La infección por el virus del herpes simplex 1 es una enfermedad frecuente. El virus ingresa al huésped a través de las membranas mucosas (típicamente saliva) o lesiones en la piel, donde puede causar herpes labial, sin embargo, este también puede provocar herpes genital vía contacto bucogenital.
La infección suele ser asintomática, así que la mayoría de las personas que la padecen son incapaces de notarla. Cuando se presentan síntomas pueden observarse lesiones en boca y alrededores, las cuales previamente producen una sensación de ardor u hormigueo. Tras la primera infección, las lesiones pueden reaparecer periódicamente, donde la frecuencia varía entre individuos. El herpes genital se caracteriza por vesículas o ulceras genitales o anales.

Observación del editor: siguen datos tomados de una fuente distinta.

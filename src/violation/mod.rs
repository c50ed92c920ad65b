//! Driving-safety violation detection

pub mod event;
pub mod rules;
pub mod sample;

pub use event::{ViolationEvent, ViolationKind};
pub use rules::{detect, Thresholds};
pub use sample::{DrivingSample, SampleTracker};
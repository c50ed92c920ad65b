//! Violation event log and spoken feedback

pub mod dispatcher;
pub mod event_log;
pub mod narrator;

pub use dispatcher::{spawn_worker, FeedbackDispatcher, FEEDBACK_QUEUE_CAPACITY};
pub use event_log::EventLog;
pub use narrator::{HttpNarrator, Narrator, SilentNarrator};

use std::sync::Arc;

use tracing::info;

use crate::config::Config;

/// HTTP narration when a gateway is configured, log-only otherwise
pub fn narrator_from_config(config: &Config) -> Arc<dyn Narrator> {
    match &config.narration_url {
        Some(url) => {
            info!(url = %url, player = %config.audio_player, "Narration enabled");
            Arc::new(HttpNarrator::new(
                url.clone(),
                config.narration_api_key.clone(),
                config.audio_dir.clone(),
                config.audio_player.clone(),
            ))
        }
        None => Arc::new(SilentNarrator),
    }
}
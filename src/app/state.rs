//! Application state shared across routes

use std::sync::Arc;

use tokio::sync::{mpsc, watch};

use crate::config::Config;
use crate::sim::{SimCommand, SimulationHandle, StateSnapshot};
use crate::telemetry::SharedTelemetry;
use crate::ws::registry::ConnectionRegistry;

/// Shared application state
#[derive(Clone)]
pub struct AppState {
    pub config: Arc<Config>,
    pub registry: Arc<ConnectionRegistry>,
    /// Requests into the simulation loop
    pub commands: mpsc::Sender<SimCommand>,
    /// Latest state published by the simulation loop
    pub snapshots: watch::Receiver<StateSnapshot>,
    pub telemetry: Option<Arc<SharedTelemetry>>,
}

impl AppState {
    pub fn new(
        config: Config,
        registry: Arc<ConnectionRegistry>,
        simulation: SimulationHandle,
        telemetry: Option<Arc<SharedTelemetry>>,
    ) -> Self {
        Self {
            config: Arc::new(config),
            registry,
            commands: simulation.commands,
            snapshots: simulation.snapshots,
            telemetry,
        }
    }

    /// Copy of the most recently published state
    pub fn snapshot(&self) -> StateSnapshot {
        *self.snapshots.borrow()
    }

    pub fn telemetry_connected(&self) -> bool {
        self.telemetry
            .as_ref()
            .map_or(false, |telemetry| telemetry.is_connected())
    }
}

#[cfg(test)]
pub(crate) mod tests {
    use super::*;
    use crate::sim::{CarState, PhysicsParams, Scenario};

    /// State wired to bare channels instead of a running simulation
    pub(crate) fn test_state() -> (
        AppState,
        mpsc::Receiver<SimCommand>,
        watch::Sender<StateSnapshot>,
    ) {
        let (commands, command_rx) = mpsc::channel(16);
        let (snapshot_tx, snapshots) = watch::channel(StateSnapshot::new(
            0,
            Scenario::Highway,
            CarState::default(),
            PhysicsParams::default(),
        ));
        let state = AppState::new(
            Config::default(),
            Arc::new(ConnectionRegistry::new()),
            SimulationHandle {
                commands,
                snapshots,
            },
            None,
        );
        (state, command_rx, snapshot_tx)
    }

    #[test]
    fn snapshot_reads_latest_published_state() {
        let (state, _commands, snapshot_tx) = test_state();
        snapshot_tx.send_replace(StateSnapshot::new(
            42,
            Scenario::Parking,
            CarState::default(),
            PhysicsParams::default(),
        ));

        let snapshot = state.snapshot();
        assert_eq!(snapshot.tick, 42);
        assert_eq!(snapshot.scene, Scenario::Parking);
        assert!(!state.telemetry_connected());
    }
}
//! Time utilities for the simulation

use std::time::{Duration, Instant, SystemTime, UNIX_EPOCH};

/// Get current Unix timestamp in milliseconds
pub fn unix_millis() -> u64 {
    SystemTime::now()
        .duration_since(UNIX_EPOCH)
        .unwrap_or(Duration::ZERO)
        .as_millis() as u64
}

/// Server start time for uptime tracking
static SERVER_START: std::sync::OnceLock<Instant> = std::sync::OnceLock::new();

/// Initialize server start time (call once at startup)
pub fn init_server_time() {
    SERVER_START.get_or_init(Instant::now);
}

/// Get server uptime in seconds
pub fn uptime_secs() -> u64 {
    SERVER_START
        .get()
        .map(|start| start.elapsed().as_secs())
        .unwrap_or(0)
}

/// Default simulation rate
pub const DEFAULT_TICK_RATE_HZ: u32 = 60;

/// Longest step the physics will take after a stall (seconds)
pub const MAX_TICK_DELTA: f32 = 0.25;

/// Wall-clock duration of one tick at `tick_rate_hz`
pub fn tick_duration(tick_rate_hz: u32) -> Duration {
    Duration::from_micros(1_000_000 / u64::from(tick_rate_hz.max(1)))
}

/// Measures the real time elapsed between ticks
#[derive(Debug, Clone)]
pub struct TickClock {
    last: Instant,
}

impl TickClock {
    pub fn new() -> Self {
        Self {
            last: Instant::now(),
        }
    }

    /// Seconds since the previous call, capped at `MAX_TICK_DELTA`
    pub fn delta(&mut self) -> f32 {
        let now = Instant::now();
        let dt = now.duration_since(self.last).as_secs_f32();
        self.last = now;
        dt.min(MAX_TICK_DELTA)
    }
}

impl Default for TickClock {
    fn default() -> Self {
        Self::new()
    }
}
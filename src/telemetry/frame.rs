//! Binary frame codec for the hardware control rig
//!
//! Layout (little-endian, 16 bytes):
//! `[sync:u8][accel:f32][decel:f32][steering:i32][handbrake:u8][gear:u8][turn_signal:u8]`

use bytes::{Buf, BytesMut};

use crate::sim::{Gear, TurnSignal};

/// First byte of every frame
pub const SYNC_BYTE: u8 = 0xAA;

/// Full frame size including the sync byte
pub const FRAME_LEN: usize = 16;

/// One decoded reading in the rig's raw units
#[derive(Debug, Clone, Copy, PartialEq, Default)]
pub struct RawFrame {
    pub acceleration: f32,
    pub deceleration: f32,
    pub steering: i32,
    pub handbrake: bool,
    /// `None` when the rig sent a code we don't know
    pub gear: Option<Gear>,
    pub turn_signal: Option<TurnSignal>,
}

/// Incremental decoder. Bytes are pushed as they arrive and complete frames
/// are pulled out; anything before a sync byte is dropped one byte at a time.
#[derive(Debug, Default)]
pub struct FrameDecoder {
    buf: BytesMut,
    discarded: u64,
}

impl FrameDecoder {
    pub fn new() -> Self {
        Self {
            buf: BytesMut::with_capacity(FRAME_LEN * 4),
            discarded: 0,
        }
    }

    pub fn extend(&mut self, bytes: &[u8]) {
        self.buf.extend_from_slice(bytes);
    }

    /// Bytes thrown away while hunting for a sync byte
    pub fn discarded(&self) -> u64 {
        self.discarded
    }

    /// Bytes waiting for the rest of their frame
    pub fn pending(&self) -> usize {
        self.buf.len()
    }

    /// Pull the next complete frame, if one is buffered
    pub fn next_frame(&mut self) -> Option<RawFrame> {
        loop {
            let first = *self.buf.first()?;
            if first == SYNC_BYTE {
                break;
            }
            self.buf.advance(1);
            self.discarded += 1;
        }

        if self.buf.len() < FRAME_LEN {
            return None;
        }

        let mut frame = self.buf.split_to(FRAME_LEN);
        frame.advance(1);
        Some(RawFrame {
            acceleration: frame.get_f32_le(),
            deceleration: frame.get_f32_le(),
            steering: frame.get_i32_le(),
            handbrake: frame.get_u8() != 0,
            gear: Gear::from_code(frame.get_u8()),
            turn_signal: TurnSignal::from_code(frame.get_u8()),
        })
    }
}

#[cfg(test)]
pub(crate) mod tests {
    use bytes::BufMut;

    use super::*;

    pub(crate) fn frame_bytes(acc: f32, dec: f32, steer: i32, handbrake: bool, gear: u8, signal: u8) -> Vec<u8> {
        let mut out = Vec::with_capacity(FRAME_LEN);
        out.put_u8(SYNC_BYTE);
        out.put_f32_le(acc);
        out.put_f32_le(dec);
        out.put_i32_le(steer);
        out.put_u8(u8::from(handbrake));
        out.put_u8(gear);
        out.put_u8(signal);
        out
    }

    #[test]
    fn decodes_a_complete_frame() {
        let mut decoder = FrameDecoder::new();
        decoder.extend(&frame_bytes(512.0, 380.0, -7, true, b'D', b'L'));

        let frame = decoder.next_frame().unwrap();
        assert_eq!(frame.acceleration, 512.0);
        assert_eq!(frame.deceleration, 380.0);
        assert_eq!(frame.steering, -7);
        assert!(frame.handbrake);
        assert_eq!(frame.gear, Some(Gear::Drive));
        assert_eq!(frame.turn_signal, Some(TurnSignal::Left));
        assert_eq!(decoder.pending(), 0);
    }

    #[test]
    fn waits_for_split_frames() {
        let bytes = frame_bytes(1.0, 2.0, 3, false, b'P', b'N');
        let mut decoder = FrameDecoder::new();
        decoder.extend(&bytes[..7]);
        assert!(decoder.next_frame().is_none());
        decoder.extend(&bytes[7..]);
        assert_eq!(decoder.next_frame().unwrap().steering, 3);
    }

    #[test]
    fn resyncs_after_garbage() {
        let mut stream = vec![0x00, 0x13, 0x37];
        stream.extend(frame_bytes(10.0, 0.0, 5, false, b'R', b'R'));
        let mut decoder = FrameDecoder::new();
        decoder.extend(&stream);

        let frame = decoder.next_frame().unwrap();
        assert_eq!(frame.gear, Some(Gear::Reverse));
        assert_eq!(decoder.discarded(), 3);
    }

    #[test]
    fn corrupted_sync_byte_yields_nothing() {
        let mut bytes = frame_bytes(10.0, 0.0, 5, false, b'D', b'N');
        bytes[0] = 0xAB;
        let mut decoder = FrameDecoder::new();
        decoder.extend(&bytes);
        assert!(decoder.next_frame().is_none());
        assert_eq!(decoder.pending(), 0);
    }

    #[test]
    fn unknown_codes_decode_to_none() {
        let mut decoder = FrameDecoder::new();
        decoder.extend(&frame_bytes(0.0, 0.0, 0, false, b'N', b'?'));
        let frame = decoder.next_frame().unwrap();
        assert_eq!(frame.gear, None);
        assert_eq!(frame.turn_signal, None);
    }
}
//! WebSocket upgrade handler

use axum::{
    extract::{
        ws::{Message, WebSocket, WebSocketUpgrade},
        State,
    },
    response::Response,
};
use futures::{
    stream::{SplitSink, SplitStream},
    SinkExt, StreamExt,
};
use tokio::sync::mpsc;
use tokio::task::JoinHandle;
use tracing::{debug, error, info, warn};
use uuid::Uuid;

use crate::app::AppState;
use crate::sim::SimCommand;
use crate::util::rate_limit::ClientRateLimiter;
use crate::ws::protocol::ClientMsg;
use crate::ws::registry::CLIENT_QUEUE_CAPACITY;

/// WebSocket upgrade handler
pub async fn ws_handler(ws: WebSocketUpgrade, State(state): State<AppState>) -> Response {
    ws.on_upgrade(move |socket| handle_socket(socket, state))
}

/// Handle the upgraded WebSocket connection
async fn handle_socket(socket: WebSocket, state: AppState) {
    let (ws_sink, ws_stream) = socket.split();

    let (tx, rx) = mpsc::channel(CLIENT_QUEUE_CAPACITY);
    let client_id = state.registry.register(tx);
    info!(client_id = %client_id, "New WebSocket connection");

    // Current state goes out before any tick broadcast
    let greeting = state.snapshot().to_message();
    state.registry.send_to(client_id, &greeting);

    let writer = tokio::spawn(write_loop(client_id, ws_sink, rx));
    run_session(client_id, &state, ws_stream, writer).await;

    state.registry.unregister(client_id);
    info!(client_id = %client_id, "WebSocket connection closed");
}

/// Drain the client's outbound queue into the socket. Ends when the queue
/// is closed (client removed from the registry) or the socket fails.
async fn write_loop(
    client_id: Uuid,
    mut ws_sink: SplitSink<WebSocket, Message>,
    mut rx: mpsc::Receiver<String>,
) {
    while let Some(text) = rx.recv().await {
        if let Err(e) = ws_sink.send(Message::Text(text)).await {
            debug!(client_id = %client_id, error = %e, "WebSocket send failed");
            break;
        }
    }
    let _ = ws_sink.close().await;
}

/// Read inbound messages until the client or its writer goes away
async fn run_session(
    client_id: Uuid,
    state: &AppState,
    mut ws_stream: SplitStream<WebSocket>,
    mut writer: JoinHandle<()>,
) {
    let rate_limiter = ClientRateLimiter::new();

    loop {
        tokio::select! {
            frame = ws_stream.next() => match frame {
                Some(Ok(Message::Text(text))) => {
                    if !rate_limiter.check_input() {
                        warn!(client_id = %client_id, "Rate limited input message");
                        continue;
                    }

                    match serde_json::from_str::<ClientMsg>(&text) {
                        Ok(msg) => {
                            if let Err(e) = handle_client_msg(state, client_id, msg).await {
                                error!(client_id = %client_id, error = %e, "Dropping connection");
                                break;
                            }
                        }
                        Err(e) => {
                            warn!(client_id = %client_id, error = %e, "Failed to parse client message");
                        }
                    }
                }
                Some(Ok(Message::Binary(_))) => {
                    warn!(client_id = %client_id, "Received binary message, ignoring");
                }
                Some(Ok(Message::Ping(_) | Message::Pong(_))) => {}
                Some(Ok(Message::Close(_))) => {
                    info!(client_id = %client_id, "Client initiated close");
                    break;
                }
                Some(Err(e)) => {
                    warn!(client_id = %client_id, error = %e, "WebSocket error");
                    break;
                }
                None => break,
            },
            _ = &mut writer => {
                debug!(client_id = %client_id, "Writer finished");
                return;
            }
        }
    }

    writer.abort();
}

/// Act on one parsed client message
pub async fn handle_client_msg(
    state: &AppState,
    client_id: Uuid,
    msg: ClientMsg,
) -> Result<(), SessionError> {
    match msg {
        ClientMsg::SetScene { scene } => {
            state
                .commands
                .send(SimCommand::SetScene {
                    scene,
                    client_id: Some(client_id),
                })
                .await
                .map_err(|_| SessionError::SimulationStopped)?;
        }
        ClientMsg::ManualControl { controls } => {
            state
                .commands
                .send(SimCommand::ManualControl {
                    controls: controls.into(),
                    client_id,
                })
                .await
                .map_err(|_| SessionError::SimulationStopped)?;
        }
        ClientMsg::RequestState => {
            let msg = state.snapshot().to_message();
            state.registry.send_to(client_id, &msg);
        }
    }
    Ok(())
}

#[derive(Debug, thiserror::Error)]
pub enum SessionError {
    #[error("Simulation loop is not running")]
    SimulationStopped,
}

#[cfg(test)]
mod tests {
    use super::*;
    use crate::app::state::tests::test_state;
    use crate::app::SimulationServer;
    use crate::config::Config;
    use crate::sim::{CarState, Gear, PhysicsParams, Scenario, StateSnapshot};
    use crate::ws::protocol::ManualControls;
    use std::time::Duration;
    use tokio_tungstenite::tungstenite::Message as WsMessage;
    use tokio_tungstenite::{connect_async, MaybeTlsStream, WebSocketStream};

    type Client = WebSocketStream<MaybeTlsStream<tokio::net::TcpStream>>;

    async fn next_json(socket: &mut Client) -> serde_json::Value {
        loop {
            let msg = tokio::time::timeout(Duration::from_secs(5), socket.next())
                .await
                .unwrap()
                .unwrap()
                .unwrap();
            if let WsMessage::Text(text) = msg {
                return serde_json::from_str(&text).unwrap();
            }
        }
    }

    async fn send_text(socket: &mut Client, text: &str) {
        socket.send(WsMessage::Text(text.to_string())).await.unwrap();
    }

    #[tokio::test]
    async fn bad_messages_do_not_close_the_connection() {
        let dir = tempfile::tempdir().unwrap();
        let config = Config {
            server_addr: "127.0.0.1:0".parse().unwrap(),
            event_log_dir: dir.path().join("error_data"),
            audio_dir: dir.path().join("audio"),
            ..Config::default()
        };
        let server = SimulationServer::start(config).await.unwrap();
        let (mut socket, _) = connect_async(format!("ws://{}/ws", server.local_addr()))
            .await
            .unwrap();

        let greeting = next_json(&mut socket).await;
        assert_eq!(greeting["type"], "state_update");
        assert_eq!(greeting["scene"], "highway");

        send_text(&mut socket, "not json").await;
        send_text(&mut socket, r#"{"type":"set_scene","scene":"moon"}"#).await;
        send_text(&mut socket, r#"{"type":"warp_drive"}"#).await;
        socket.send(WsMessage::Binary(vec![1, 2, 3])).await.unwrap();
        // Well past the per-second inbound quota
        for _ in 0..200 {
            send_text(&mut socket, "{").await;
        }

        // Let the limiter refill a little
        tokio::time::sleep(Duration::from_millis(250)).await;
        send_text(&mut socket, r#"{"type":"set_scene","scene":"parking"}"#).await;

        loop {
            let msg = next_json(&mut socket).await;
            if msg["type"] == "scene_changed" {
                assert_eq!(msg["scene"], "parking");
                break;
            }
        }

        send_text(&mut socket, r#"{"type":"request_state"}"#).await;
        let update = next_json(&mut socket).await;
        assert_eq!(update["type"], "state_update");
        assert_eq!(update["scene"], "parking");
        assert_eq!(server.state().registry.len(), 1);

        socket.close(None).await.unwrap();
        server.stop().await;
    }

    #[tokio::test]
    async fn set_scene_is_forwarded_to_the_loop() {
        let (state, mut commands, _snapshots) = test_state();
        let client_id = Uuid::new_v4();

        handle_client_msg(
            &state,
            client_id,
            ClientMsg::SetScene {
                scene: Scenario::Parking,
            },
        )
        .await
        .unwrap();

        match commands.recv().await.unwrap() {
            SimCommand::SetScene { scene, client_id: from } => {
                assert_eq!(scene, Scenario::Parking);
                assert_eq!(from, Some(client_id));
            }
            other => panic!("unexpected command {:?}", other),
        }
    }

    #[tokio::test]
    async fn manual_control_keeps_only_given_fields() {
        let (state, mut commands, _snapshots) = test_state();

        let controls = ManualControls {
            acceleration: Some(30.0),
            gear: Some(Gear::Reverse),
            ..Default::default()
        };
        handle_client_msg(&state, Uuid::new_v4(), ClientMsg::ManualControl { controls })
            .await
            .unwrap();

        let SimCommand::ManualControl { controls, .. } = commands.recv().await.unwrap() else {
            panic!("expected manual control");
        };
        assert_eq!(controls.acceleration, Some(30.0));
        assert_eq!(controls.gear, Some(Gear::Reverse));
        assert_eq!(controls.steering_angle, None);
    }

    #[tokio::test]
    async fn request_state_is_unicast() {
        let (state, _commands, snapshot_tx) = test_state();
        let (tx_a, mut rx_a) = mpsc::channel(4);
        let (tx_b, mut rx_b) = mpsc::channel(4);
        let a = state.registry.register(tx_a);
        state.registry.register(tx_b);

        let car = CarState {
            speed: 33.0,
            gear: Gear::Drive,
            ..Default::default()
        };
        snapshot_tx.send_replace(StateSnapshot::new(
            5,
            Scenario::Intersection,
            car,
            PhysicsParams::default(),
        ));

        handle_client_msg(&state, a, ClientMsg::RequestState)
            .await
            .unwrap();

        let value: serde_json::Value = serde_json::from_str(&rx_a.try_recv().unwrap()).unwrap();
        assert_eq!(value["type"], "state_update");
        assert_eq!(value["scene"], "intersection");
        assert_eq!(value["car"]["speed"], 33.0);
        assert!(rx_b.try_recv().is_err());
    }

    #[tokio::test]
    async fn stopped_simulation_is_an_error() {
        let (state, commands, _snapshots) = test_state();
        drop(commands);

        let result = handle_client_msg(
            &state,
            Uuid::new_v4(),
            ClientMsg::SetScene {
                scene: Scenario::Highway,
            },
        )
        .await;
        assert!(matches!(result, Err(SessionError::SimulationStopped)));
    }
}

El virus es altamente contagioso, cuando las úlceras están presentes, es por esto que las personas con síntomas activos de herpes deben evitar el contacto bucal con otras personas, así como evitar el intercambio de objetos que hayan estado en contacto con la saliva de la persona con herpes.
El VHS-2 se transmite mayormente durante las relaciones sexuales, donde existe contacto entre genitales, piel o fluidos de una persona infectada con herpes. La transmisión ocurre con frecuencia en ausencia de síntomas.
Aún cuando es poco común, el virus puede transmitirse de la madre al recién nacido durante el parto y provocar herpes neonatal.
La infección por herpes genital normalmente es asintomática, o se presentan síntomas leves. Cuando llegan a presentarse los síntomas, la infección viral se caracteriza por la presencia de vesículas o úlceras en los genitales y la región anal, los cuales pueden estar acompañados de fiebre, dolor y adenopatía.
No usar óvulos, cremas ni duchas vaginales por lo menos 24 horas antes.
No usar medicamentos tópicos en la zona a evaluar por lo menos 24 horas antes.
No tener relaciones sexuales 72 horas previas a la toma.
No realizar aseo íntimo agresivo el día de la toma.
En hombres, se indica no orinar al menos 2 hora antes de la toma uretral.
En caso de estar en tratamiento antibiótico, esperar al menos 7 días después de terminarlo para tomar la muestra.